REVIEWS
Paula Bohince, in her impressive debut collection, writes poems of survival out of the subjects of brutality and grief….Formally, Bohince's poems are tight and controlled, sophisticated and economical. They are intense and emotional without ever approaching sentimentality.
—Laura Van Prooyen, Blackbird
Paula Bohince's
Incident at the Edge of Bayonet Woods is a stunning debut. Both a mystery and a lyric tour de force, the collection immediately takes a choke hold on the reader's attention and never releases its grip..[Her] handling of atmosphere is masterful.
—Diane Lockward, Valparaiso Poetry Review
The collection transcends book-length elegy and becomes more than a meditation on private loss and a source of consolation….Bohince pushes through its darkest places and discovers a clearing.

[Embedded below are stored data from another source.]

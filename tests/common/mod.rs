#![allow(dead_code)]

use std::collections::{HashSet, VecDeque};
use std::sync::atomic::{AtomicUsize, Ordering};
use std::sync::{Mutex, mpsc};

use tpwatch::api::{DashboardStats, PlatformApi, PullRequestSummary, RemoteExecution, RemoteSuite};
use tpwatch::error::{Error, Result};
use tpwatch::job::JobStatus;
use tpwatch::review::{PrReviewRequest, PrReviewResponse};

/// Scripted platform. Status polls pop from `statuses`; once the script runs
/// out every poll returns `fallback`.
#[derive(Default)]
pub struct MockPlatform {
    statuses: Mutex<VecDeque<std::result::Result<Vec<RemoteSuite>, String>>>,
    fallback: Vec<RemoteSuite>,
    fail_start: HashSet<String>,
    dashboard_error: Option<String>,
    pub started: Mutex<Vec<String>>,
    pub list_calls: AtomicUsize,
    pub dashboard_calls: AtomicUsize,
    gate: Option<StatusGate>,
}

/// Holds every status poll until the test lets it through.
struct StatusGate {
    entered: tokio::sync::mpsc::UnboundedSender<()>,
    release: Mutex<mpsc::Receiver<()>>,
}

/// Test side of a [`StatusGate`].
pub struct GateControl {
    entered: tokio::sync::mpsc::UnboundedReceiver<()>,
    release: mpsc::Sender<()>,
}

impl GateControl {
    /// Resolves once a status poll is in flight.
    pub async fn entered(&mut self) {
        self.entered.recv().await.expect("status poll never started");
    }

    /// Let the in-flight status poll return.
    pub fn release(&self) {
        self.release.send(()).ok();
    }
}

impl MockPlatform {
    pub fn new() -> Self {
        Self::default()
    }

    pub fn with_statuses(
        mut self,
        statuses: Vec<std::result::Result<Vec<RemoteSuite>, String>>,
    ) -> Self {
        self.statuses = Mutex::new(statuses.into());
        self
    }

    pub fn with_fallback(mut self, fallback: Vec<RemoteSuite>) -> Self {
        self.fallback = fallback;
        self
    }

    pub fn failing_start(mut self, ids: &[&str]) -> Self {
        self.fail_start = ids.iter().map(|s| s.to_string()).collect();
        self
    }

    /// Make every status poll wait for [`GateControl::release`].
    pub fn gated(mut self) -> (Self, GateControl) {
        let (entered_tx, entered_rx) = tokio::sync::mpsc::unbounded_channel();
        let (release_tx, release_rx) = mpsc::channel();
        self.gate = Some(StatusGate {
            entered: entered_tx,
            release: Mutex::new(release_rx),
        });
        (
            self,
            GateControl {
                entered: entered_rx,
                release: release_tx,
            },
        )
    }

    pub fn failing_dashboard(mut self, msg: &str) -> Self {
        self.dashboard_error = Some(msg.to_string());
        self
    }

    pub fn list_calls(&self) -> usize {
        self.list_calls.load(Ordering::SeqCst)
    }

    pub fn dashboard_calls(&self) -> usize {
        self.dashboard_calls.load(Ordering::SeqCst)
    }

    pub fn started(&self) -> Vec<String> {
        let mut started = self.started.lock().unwrap().clone();
        started.sort();
        started
    }
}

impl PlatformApi for MockPlatform {
    fn start_execution(&self, suite_id: &str) -> Result<serde_json::Value> {
        if self.fail_start.contains(suite_id) {
            return Err(Error::Api(format!("suite {suite_id} not found")));
        }
        self.started.lock().unwrap().push(suite_id.to_string());
        Ok(serde_json::json!({ "id": format!("exec-{suite_id}"), "status": "RUNNING" }))
    }

    fn stop_execution(&self, execution_id: &str) -> Result<()> {
        Err(Error::Api(format!("execution {execution_id} not found")))
    }

    fn list_executions(&self) -> Result<Vec<RemoteExecution>> {
        Ok(Vec::new())
    }

    fn list_suites(&self) -> Result<Vec<RemoteSuite>> {
        self.list_calls.fetch_add(1, Ordering::SeqCst);
        if let Some(ref gate) = self.gate {
            gate.entered.send(()).ok();
            gate.release.lock().unwrap().recv().ok();
        }
        match self.statuses.lock().unwrap().pop_front() {
            Some(Ok(suites)) => Ok(suites),
            Some(Err(msg)) => Err(Error::Api(msg)),
            None => Ok(self.fallback.clone()),
        }
    }

    fn get_suite(&self, suite_id: &str) -> Result<RemoteSuite> {
        self.fallback
            .iter()
            .find(|s| s.id == suite_id)
            .cloned()
            .ok_or_else(|| Error::Api(format!("suite {suite_id} not found")))
    }

    fn delete_suite(&self, suite_id: &str) -> Result<()> {
        Err(Error::Api(format!("suite {suite_id} not found")))
    }

    fn list_pull_requests(&self) -> Result<Vec<PullRequestSummary>> {
        Ok(Vec::new())
    }

    fn dashboard_stats(&self) -> Result<DashboardStats> {
        self.dashboard_calls.fetch_add(1, Ordering::SeqCst);
        match self.dashboard_error {
            Some(ref msg) => Err(Error::Api(msg.clone())),
            None => Ok(DashboardStats {
                total_tests: Some(10),
                passed_tests: Some(8),
                failed_tests: Some(2),
                ..Default::default()
            }),
        }
    }

    fn review_pull_request(&self, _request: &PrReviewRequest) -> Result<PrReviewResponse> {
        Err(Error::Review("not scripted".to_string()))
    }
}

pub fn suite(id: &str, status: JobStatus) -> RemoteSuite {
    RemoteSuite {
        id: id.to_string(),
        name: Some(format!("{id} suite")),
        suite_type: Some("UNIT".to_string()),
        status: Some(status),
        progress: None,
    }
}
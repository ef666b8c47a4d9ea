use crate::api::RemoteSuite;
use crate::job::JobStatus;

/// Create a `RemoteSuite` carrying only an id and a status.
pub fn remote_suite(id: &str, status: JobStatus) -> RemoteSuite {
    RemoteSuite {
        id: id.to_string(),
        name: None,
        suite_type: None,
        status: Some(status),
        progress: None,
    }
}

—Shara Lessley, West Branch
Paula Bohince's debut,
Incident at the Edge of Bayonet Woods, ranks among the darkest and most disturbing books of poetry published in this country in the last decade. But [her] lyrical
gifts… keep the book from being overwhelmed by its subject matter. Bohince may have done for the unified poetry collection what writers like Joyce Carol Oates, Donna Tartt, and
Sabina Murray have done with the American Novel.
—John Hennessy, Harvard Review
It's refreshing to read a book of poems where the author cares about getting the reader from the beginning to the end, from the first page to the last….And if the subjects run from nature, family, and love to lust, murder, grief and survival? That combination of immediate availability and unknowable depth can be found in a few recent books, one of the best of which is Paula Bohince's overwhelming debut collection,
Incident at the Edge of Bayonet Woods.
—Jordan Davis, The Constant Critic
PRAISE
Piety within shades of pantheism—that is clearly one way to look at Paula Bohince's
Incident at the Edge of Bayonet Woods. Bohince is, however, more naturalist than romantic, meaning that her poems above all honor their dark side, their realism, their edge. These are country matters here, incidents in the male American tradition of Frost, Sherwood Anderson, and James Wright, a fact of gender that not only distinguishes this poet's pastoral concerns but separates their power.
—Stanley Plumly
In exploring the "drift between the missing and the dead," Paula Bohince carves beauty from the harsh complexities of suffering and survival, the chronic hardships and traumatic incidents woven into the narratives of family and place. Bound uneasily at times to human experience, animal consciousness is also a vital part of Bohince's reckoning; even a sheep in its "comprehensible world of straw" and the "approximate bones of a field mouse" warrant her attention-and ours. Skillfully rendered,
Incident at the Edge of Bayonet Woods is a remarkable debut.
—Claudia Emerson
Paula Bohince writes from the intersection of the human and natural worlds—and she cannot afford to be sentimental about either. Free of decoration and gimmick, these are poems born of urgency and honesty: their truths are hard-won, and deeply instructive. Hers is a clear-sighted tenderness born of living fully and deeply in our complex, worn and beautiful world.
—Jane Mead
SAMPLE POEMS
Still Life with Needle
Mending by oven heat—
push-pin painted to mimic a peach, its felt
leaf dusty as the black ribbon
I used to snake through my braid
each morning.
And there, wedged in the kit: an orphan
earring, opal pried out,
a mussel shell, smoke-blue, its sand loose
on the satin.
Nightgown limp on my lap, torn
at the shoulder where I leaned hard against
a sycamore, waiting for a comet,
then falling asleep,
feeling myself carried to bed, waking
with dirt in my mouth,
then remembering.
What comfort, these stitches like footprints
unspoiled by a body. Such pure
walking muffles the mind,
and the spray of bridal birds
swerving past the curtain wakes it.
There goes
my wedding, I'd say as a girl. As every
girl did in the valley.
(first appeared in
Salmagundi)
Photographing the Moths
Eruption at the flash: shattered light
swarming the screen door. Whitetail musk behind me,
scent of rhubarb spiked through. Ripped
wings like rag curlers the aunties wore
in girlish sleep, inheriting the hard, day-lit hours.
On the pillow, against the lens, questions of attraction,
Why moths? Why midnight? are lifted. No one home
to ask. No friction of love against reason.